Par moments, Brolin avait le sentiment d’être le dernier survivant de son espèce. L’unique source de mouvement à des kilomètres à la ronde. Même les animaux avaient déserté l’espace. Ni chat, ni chien, ni oiseau. Lui seul dans cette lumière argentée qui plaquait la vie au sol dans une vaine et ultime recherche de fraîcheur, à l’abri de tout regard.
Il commença par Powell’s City of Books, sur Burnside[8] avenue. En lisant le nom de l’avenue sur son panneau vert, il se demanda ironiquement s’il fallait y voir un signe.
Powell’s occupait tout un quartier et c’était à peine suffisant pour contenir tous les ouvrages neufs et d’occasion qui s’y amassaient. Plus d’un million de références, mentionnait la publicité.

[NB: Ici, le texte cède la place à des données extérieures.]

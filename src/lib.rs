//! Codestudio turns structured input into QR and linear barcode payloads and keeps the pieces
//! around the drawing step: a debounced regeneration channel, a bounded persisted history, and a
//! line-oriented batch processor.
//!
//! Symbol drawing itself is delegated to a [`SymbolRenderer`] implementation supplied by the
//! caller.
#![forbid(unsafe_code)]

mod foundation;

pub mod batch;
pub mod config;
pub mod context;
pub mod export;
pub mod history;
pub mod locale;
pub mod options;
pub mod overlay;
pub mod payload;
pub mod render;
pub mod scheduler;
pub mod storage;

pub use crate::foundation::core::{GenerationToken, Rgba8};
pub use crate::foundation::error::{
    ExportError, OverlayError, PersistenceError, RenderError, StudioError, StudioResult,
};

pub use crate::batch::{BatchItem, BatchOptions, BatchProcessor, BatchStatus, BatchSummary};
pub use crate::config::StudioConfig;
pub use crate::context::AppContext;
pub use crate::export::{ExportEncoder, ExportFormat, Exported, ExportedFile, ImageExporter};
pub use crate::history::{HistoryEntry, HistoryStore};
pub use crate::locale::{Locale, LocalePreference};
pub use crate::options::{
    CodeKind, ErrorRobustness, LinearOptions, MatrixOptions, RenderOptions, RenderRequest,
    Symbology,
};
pub use crate::overlay::{ImageOverlayCompositor, OverlayCompositor, OverlayImage};
pub use crate::payload::{CanonicalPayload, DataKind, Encoded, EncodingInput, encode};
pub use crate::render::{GenerationResult, SymbolRenderer};
pub use crate::scheduler::{
    ChannelState, GenerationDriver, GenerationInput, GenerationScheduler, InputChange,
    OverlayTicket, PublishSink, RenderTicket, SchedulerConfig, Step,
};
pub use crate::storage::{FileStore, KeyValueStore, MemoryStore, SharedStore};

Le libraire auquel s’adressa Brolin fit preuve d’une formidable célérité, il rassembla pour lui une pile d’ouvrages traitant des araignées. Il connaissait Brolin, qui venait de temps à autre faire appel au savoir de toute l’équipe, toujours sur des thèmes complètement différents ; il était devenu pour eux un sujet de plaisanterie même si aucun n’osait s’y risquer en sa présence. « Des fois, quand il vous regarde, c’est comme s’il vous fouillait l’âme », avait dit une des libraires à ses collègues, et la plupart avaient approuvé.

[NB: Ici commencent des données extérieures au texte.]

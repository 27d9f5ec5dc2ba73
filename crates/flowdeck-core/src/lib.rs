pub mod engine;
pub mod error;
pub mod filter;
pub mod model;
pub mod route;
pub mod source;
pub mod tick;

pub use engine::{Direction, Effect, Engine, EngineConfig, Event, FetchKind, FetchRequest};
pub use error::EngineError;
pub use filter::{FilterCriteria, SearchQuery, TagFilter};
pub use model::{FlowId, FlowSummary, Page, Service, ServiceDirectory, TickInfo};
pub use route::{History, Location, RouteMode, RouteUpdate};
pub use source::{
    FlowDirectory, FlowMutations, FlowSource, ScrollCoordinator, ScrollDone, ScrollMode,
};
pub use tick::TickClock;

Brolin trouva plusieurs passages sur la sériciculture en général, la culture de la soie, mais rien de précis, en tout cas pas en rapport avec les araignées. À chaque fois, on la rapportait aux vers à soie, jamais à cette créature à huit pattes.
Vers quinze heures, Brolin quitta la grande boutique pour s’acheter un sandwich qu’il dévora en conduisant, une main sur le volant brûlant. En désespoir de cause, le libraire lui avait conseillé le département scientifique de la bibliothèque universitaire de Portland. Sa carte de détective privé fut suffisante pour lui garantir l’accès à tout l’immeuble, et ce jusqu’à la fermeture : vingt-deux heures le dimanche en période d’été. Il n’en demandait pas plus.
Il consulta la base de données informatisée, incluant les thèses. La recherche thématique proposa plusieurs titres. Brolin demanda une impression de la liste et fila avec ses trois feuilles vers un des postes à connexion Internet. Avant de se lancer dans de plus amples et longues fouilles, il était peut-être utile de voir ce que le web proposait. Sur des sujets aussi pointus que celui qui l’intéressait, Brolin douta qu’il pût trouver quelque chose d’intéressant, néanmoins cela méritait qu’on y passe un peu de temps.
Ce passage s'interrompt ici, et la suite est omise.